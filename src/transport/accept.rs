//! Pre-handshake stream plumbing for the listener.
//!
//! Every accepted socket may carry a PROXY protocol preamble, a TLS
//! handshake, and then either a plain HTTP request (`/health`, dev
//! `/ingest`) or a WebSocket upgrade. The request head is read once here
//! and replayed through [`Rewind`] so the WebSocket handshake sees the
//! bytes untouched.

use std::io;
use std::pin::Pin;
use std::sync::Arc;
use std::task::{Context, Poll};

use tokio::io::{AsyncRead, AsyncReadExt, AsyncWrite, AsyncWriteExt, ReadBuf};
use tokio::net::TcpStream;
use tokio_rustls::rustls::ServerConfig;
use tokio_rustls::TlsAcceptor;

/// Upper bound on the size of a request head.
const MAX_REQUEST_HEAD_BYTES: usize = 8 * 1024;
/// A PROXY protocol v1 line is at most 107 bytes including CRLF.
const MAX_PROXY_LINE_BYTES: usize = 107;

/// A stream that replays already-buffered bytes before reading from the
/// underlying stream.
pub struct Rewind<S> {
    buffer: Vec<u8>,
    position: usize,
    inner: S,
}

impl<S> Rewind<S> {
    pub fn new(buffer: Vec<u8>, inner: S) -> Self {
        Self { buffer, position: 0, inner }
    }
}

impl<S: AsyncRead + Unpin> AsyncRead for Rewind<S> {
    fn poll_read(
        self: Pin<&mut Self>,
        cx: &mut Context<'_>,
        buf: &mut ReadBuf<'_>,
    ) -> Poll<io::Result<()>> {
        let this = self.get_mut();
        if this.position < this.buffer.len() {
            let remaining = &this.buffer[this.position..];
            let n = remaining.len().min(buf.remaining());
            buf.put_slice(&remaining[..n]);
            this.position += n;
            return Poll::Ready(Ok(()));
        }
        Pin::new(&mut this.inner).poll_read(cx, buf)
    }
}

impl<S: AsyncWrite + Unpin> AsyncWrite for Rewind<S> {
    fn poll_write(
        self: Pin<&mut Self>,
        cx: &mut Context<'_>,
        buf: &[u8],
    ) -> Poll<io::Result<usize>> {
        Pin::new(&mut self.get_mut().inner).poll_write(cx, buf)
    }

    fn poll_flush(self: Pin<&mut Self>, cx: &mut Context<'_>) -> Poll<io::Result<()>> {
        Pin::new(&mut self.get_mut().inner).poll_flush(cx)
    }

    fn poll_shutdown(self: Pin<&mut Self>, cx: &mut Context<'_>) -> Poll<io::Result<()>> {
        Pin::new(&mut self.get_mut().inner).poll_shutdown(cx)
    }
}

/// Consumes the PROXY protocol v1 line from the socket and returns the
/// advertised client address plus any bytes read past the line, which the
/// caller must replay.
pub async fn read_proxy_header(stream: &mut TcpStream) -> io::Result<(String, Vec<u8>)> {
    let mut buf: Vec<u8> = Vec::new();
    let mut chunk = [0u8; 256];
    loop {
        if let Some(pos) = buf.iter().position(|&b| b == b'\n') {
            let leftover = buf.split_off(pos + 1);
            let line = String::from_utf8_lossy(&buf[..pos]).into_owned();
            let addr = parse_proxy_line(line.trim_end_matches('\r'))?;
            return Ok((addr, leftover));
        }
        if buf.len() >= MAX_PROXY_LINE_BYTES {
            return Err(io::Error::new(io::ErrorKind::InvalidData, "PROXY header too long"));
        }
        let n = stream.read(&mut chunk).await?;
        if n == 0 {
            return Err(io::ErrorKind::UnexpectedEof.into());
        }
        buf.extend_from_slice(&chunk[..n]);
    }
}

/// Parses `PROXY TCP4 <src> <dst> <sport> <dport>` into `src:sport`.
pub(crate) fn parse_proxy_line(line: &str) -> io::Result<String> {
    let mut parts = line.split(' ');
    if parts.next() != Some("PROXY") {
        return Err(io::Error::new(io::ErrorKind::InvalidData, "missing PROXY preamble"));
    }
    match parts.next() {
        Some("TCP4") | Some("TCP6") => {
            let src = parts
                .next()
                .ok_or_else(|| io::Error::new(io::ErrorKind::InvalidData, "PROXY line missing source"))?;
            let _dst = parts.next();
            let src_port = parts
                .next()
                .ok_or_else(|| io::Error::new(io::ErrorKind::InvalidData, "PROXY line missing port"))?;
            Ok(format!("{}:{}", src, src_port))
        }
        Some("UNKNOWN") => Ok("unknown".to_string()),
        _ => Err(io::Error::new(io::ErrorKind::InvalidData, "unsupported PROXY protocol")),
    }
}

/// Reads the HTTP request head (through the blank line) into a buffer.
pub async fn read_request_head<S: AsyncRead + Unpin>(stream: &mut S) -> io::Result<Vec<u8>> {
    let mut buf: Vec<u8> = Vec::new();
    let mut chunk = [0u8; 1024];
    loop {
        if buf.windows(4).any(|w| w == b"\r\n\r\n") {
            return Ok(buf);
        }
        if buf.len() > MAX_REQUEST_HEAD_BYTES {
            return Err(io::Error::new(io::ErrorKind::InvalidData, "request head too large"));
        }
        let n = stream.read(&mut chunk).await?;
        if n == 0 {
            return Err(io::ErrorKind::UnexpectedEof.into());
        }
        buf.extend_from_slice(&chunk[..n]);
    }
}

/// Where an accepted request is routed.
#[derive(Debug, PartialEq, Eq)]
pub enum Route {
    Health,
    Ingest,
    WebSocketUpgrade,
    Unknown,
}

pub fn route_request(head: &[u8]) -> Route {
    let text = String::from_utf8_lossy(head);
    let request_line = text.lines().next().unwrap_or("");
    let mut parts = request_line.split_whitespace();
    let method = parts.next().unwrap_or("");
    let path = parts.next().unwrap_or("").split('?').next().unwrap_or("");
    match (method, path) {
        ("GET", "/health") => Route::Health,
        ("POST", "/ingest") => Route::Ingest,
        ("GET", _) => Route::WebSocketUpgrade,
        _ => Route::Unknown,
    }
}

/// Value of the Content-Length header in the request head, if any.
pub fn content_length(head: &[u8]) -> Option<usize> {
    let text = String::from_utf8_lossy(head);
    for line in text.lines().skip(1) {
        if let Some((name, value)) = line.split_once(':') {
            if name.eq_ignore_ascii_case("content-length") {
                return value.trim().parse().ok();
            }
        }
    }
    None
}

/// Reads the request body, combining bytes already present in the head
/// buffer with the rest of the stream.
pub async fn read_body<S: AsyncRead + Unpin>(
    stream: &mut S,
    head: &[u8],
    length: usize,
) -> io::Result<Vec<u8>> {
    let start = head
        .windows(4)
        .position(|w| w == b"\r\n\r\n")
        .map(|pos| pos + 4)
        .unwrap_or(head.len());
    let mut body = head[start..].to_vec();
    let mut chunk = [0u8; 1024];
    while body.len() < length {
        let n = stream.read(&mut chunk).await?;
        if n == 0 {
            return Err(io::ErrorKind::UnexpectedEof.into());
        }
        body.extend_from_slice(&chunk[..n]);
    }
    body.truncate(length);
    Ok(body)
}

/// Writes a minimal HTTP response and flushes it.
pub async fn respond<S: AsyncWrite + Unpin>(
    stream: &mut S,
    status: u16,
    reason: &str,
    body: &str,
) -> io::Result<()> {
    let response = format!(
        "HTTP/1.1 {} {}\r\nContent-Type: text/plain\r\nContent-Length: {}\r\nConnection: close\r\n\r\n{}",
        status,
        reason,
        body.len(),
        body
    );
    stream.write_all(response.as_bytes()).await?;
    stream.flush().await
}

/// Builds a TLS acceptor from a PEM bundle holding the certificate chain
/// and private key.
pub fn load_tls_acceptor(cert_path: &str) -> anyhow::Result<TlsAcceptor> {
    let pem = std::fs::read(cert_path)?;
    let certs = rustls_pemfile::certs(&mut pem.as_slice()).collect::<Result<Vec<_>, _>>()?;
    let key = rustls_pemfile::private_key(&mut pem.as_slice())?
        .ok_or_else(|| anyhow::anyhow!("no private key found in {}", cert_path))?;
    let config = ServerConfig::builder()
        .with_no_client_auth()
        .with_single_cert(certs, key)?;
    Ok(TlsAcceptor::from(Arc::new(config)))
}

Exercise instructions: In the records above, locate the lines holding the word "HTTP". Copy each of them.

Response:
//! handshake, and then either a plain HTTP request (`/health`, dev
/// Reads the HTTP request head (through the blank line) into a buffer.
/// Writes a minimal HTTP response and flushes it.
        "HTTP/1.1 {} {}\r\nContent-Type: text/plain\r\nContent-Length: {}\r\nConnection: close\r\n\r\n{}",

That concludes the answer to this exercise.